Nutrition Info . . .

NutrientsLipids, Cellulose
VitaminsA, B3, C, D, E
MineralsNatrium, Fluorine, Sulfur, Phosphorus, Cobalt, Molybdenum

Ingredients Jump to Instructions ↓

  1. 5 ear(s) fresh corn , husked

  2. 1 tablespoon(s) extra-virgin olive oil

  3. 2 scallions , thinly sliced

  4. 1 small red bell pepper , seeded and diced

  5. 1 stalk(s) (small) celery , finely chopped

  6. 2 tablespoon(s) water

  7. 1 tablespoon(s) butter

  8. 1 teaspoon(s) fresh lemon thyme or thyme leaves

  9. 1/2 teaspoon(s) freshly grated lemon zest

  10. 1/4 teaspoon(s) salt

Instructions Jump to Ingredients ↑

  1. Remove as much silk as possible from the corn and then, using a sharp chef's knife, cut the kernels off the cob. You want to end up with 3 to 3 1/2 cups corn. You may not need all the corn if the ears are large. Set aside.

  2. Heat oil in a large nonstick skillet or sauté pan over medium-low heat. Stir in scallions, bell pepper and celery. Cover and cook, stirring occasionally, until the vegetables are softened but not browned, about 5 minutes.

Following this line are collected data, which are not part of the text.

//! Kind-specific navigation from entity views.
//!
//! From a single entity, contained kinds come back read-write: new entities can
//! be created under it. From multiple entities they are read-only.

use inventory_core::{Direction, EntityKind, InventoryEntity, WellKnown};

use crate::backend::Backend;
use crate::fetch::{Multiple, Single};
use crate::kinds::{
    Data, EntityStrategy, Environments, Feeds, MetricTypes, Metrics, ResourceTypes, Resources,
    Tenants,
};
use crate::mutate::{Read, ReadWrite};
use crate::relationships::Associations;

fn kind<B: Backend, S: EntityStrategy<B>>() -> EntityKind {
    <S::Entity as InventoryEntity>::KIND
}

impl<B: Backend, P: EntityStrategy<B>> Single<B, P> {
    fn contained<S: EntityStrategy<B>>(&self) -> ReadWrite<B, S> {
        ReadWrite::new(self.context().proceed_to(kind::<B, S>()))
    }

    fn over<S: EntityStrategy<B>>(&self, label: WellKnown, direction: Direction) -> Read<B, S> {
        Read::new(
            self.context()
                .proceed_over(label.name(), direction, kind::<B, S>()),
        )
    }
}

impl<B: Backend, P: EntityStrategy<B>> Multiple<B, P> {
    fn contained<S: EntityStrategy<B>>(&self) -> Read<B, S> {
        Read::new(self.context().proceed_to(kind::<B, S>()))
    }

    fn over<S: EntityStrategy<B>>(&self, label: WellKnown, direction: Direction) -> Read<B, S> {
        Read::new(
            self.context()
                .proceed_over(label.name(), direction, kind::<B, S>()),
        )
    }
}

// ── Single ───────────────────────────────────────────────────────

impl<B: Backend> Single<B, Tenants> {
    pub fn environments(&self) -> ReadWrite<B, Environments> {
        self.contained()
    }

    pub fn resource_types(&self) -> ReadWrite<B, ResourceTypes> {
        self.contained()
    }

    pub fn metric_types(&self) -> ReadWrite<B, MetricTypes> {
        self.contained()
    }
}

impl<B: Backend> Single<B, Environments> {
    pub fn feeds(&self) -> ReadWrite<B, Feeds> {
        self.contained()
    }

    pub fn resources(&self) -> ReadWrite<B, Resources> {
        self.contained()
    }

    pub fn metrics(&self) -> ReadWrite<B, Metrics> {
        self.contained()
    }
}

impl<B: Backend> Single<B, Feeds> {
    pub fn resources(&self) -> ReadWrite<B, Resources> {
        self.contained()
    }

    pub fn metrics(&self) -> ReadWrite<B, Metrics> {
        self.contained()
    }
}

impl<B: Backend> Single<B, ResourceTypes> {
    pub fn data(&self) -> ReadWrite<B, Data> {
        self.contained()
    }

    /// Resources of this type, wherever they live.
    pub fn resources(&self) -> Read<B, Resources> {
        self.over(WellKnown::Defines, Direction::Outgoing)
    }
}

impl<B: Backend> Single<B, MetricTypes> {
    /// Metrics of this type, wherever they live.
    pub fn metrics(&self) -> Read<B, Metrics> {
        self.over(WellKnown::Defines, Direction::Outgoing)
    }
}

impl<B: Backend> Single<B, Resources> {
    pub fn data(&self) -> ReadWrite<B, Data> {
        self.contained()
    }

    /// Metrics this resource owns.
    pub fn metrics(&self) -> Associations<B> {
        Associations::new(self.clone())
    }

    pub fn resource_type(&self) -> Single<B, ResourceTypes> {
        Single::new(self.context().proceed_over(
            WellKnown::Defines.name(),
            Direction::Incoming,
            EntityKind::ResourceType,
        ))
    }
}

impl<B: Backend> Single<B, Metrics> {
    pub fn metric_type(&self) -> Single<B, MetricTypes> {
        Single::new(self.context().proceed_over(
            WellKnown::Defines.name(),
            Direction::Incoming,
            EntityKind::MetricType,
        ))
    }
}

// ── Multiple ─────────────────────────────────────────────────────

impl<B: Backend> Multiple<B, Tenants> {
    pub fn environments(&self) -> Read<B, Environments> {
        self.contained()
    }

    pub fn resource_types(&self) -> Read<B, ResourceTypes> {
        self.contained()
    }

    pub fn metric_types(&self) -> Read<B, MetricTypes> {
        self.contained()
    }
}

impl<B: Backend> Multiple<B, Environments> {
    pub fn feeds(&self) -> Read<B, Feeds> {
        self.contained()
    }

    pub fn resources(&self) -> Read<B, Resources> {
        self.contained()
    }

    pub fn metrics(&self) -> Read<B, Metrics> {
        self.contained()
    }
}

impl<B: Backend> Multiple<B, Feeds> {
    pub fn resources(&self) -> Read<B, Resources> {
        self.contained()
    }

    pub fn metrics(&self) -> Read<B, Metrics> {
        self.contained()
    }
}

impl<B: Backend> Multiple<B, ResourceTypes> {
    pub fn data(&self) -> Read<B, Data> {
        self.contained()
    }

    pub fn resources(&self) -> Read<B, Resources> {
        self.over(WellKnown::Defines, Direction::Outgoing)
    }
}

impl<B: Backend> Multiple<B, MetricTypes> {
    pub fn metrics(&self) -> Read<B, Metrics> {
        self.over(WellKnown::Defines, Direction::Outgoing)
    }
}

impl<B: Backend> Multiple<B, Resources> {
    pub fn data(&self) -> Read<B, Data> {
        self.contained()
    }

    pub fn metrics(&self) -> Read<B, Metrics> {
        self.over(WellKnown::Owns, Direction::Outgoing)
    }
}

  3. Add the reserved corn and water to the pan. Cover and cook, stirring often, until the corn is tender, 4 to 5 minutes. Add butter and stir until it has melted. Stir in the thyme, lemon zest and salt. Remove the pan from the heat, cover and let sit for several minutes before serving.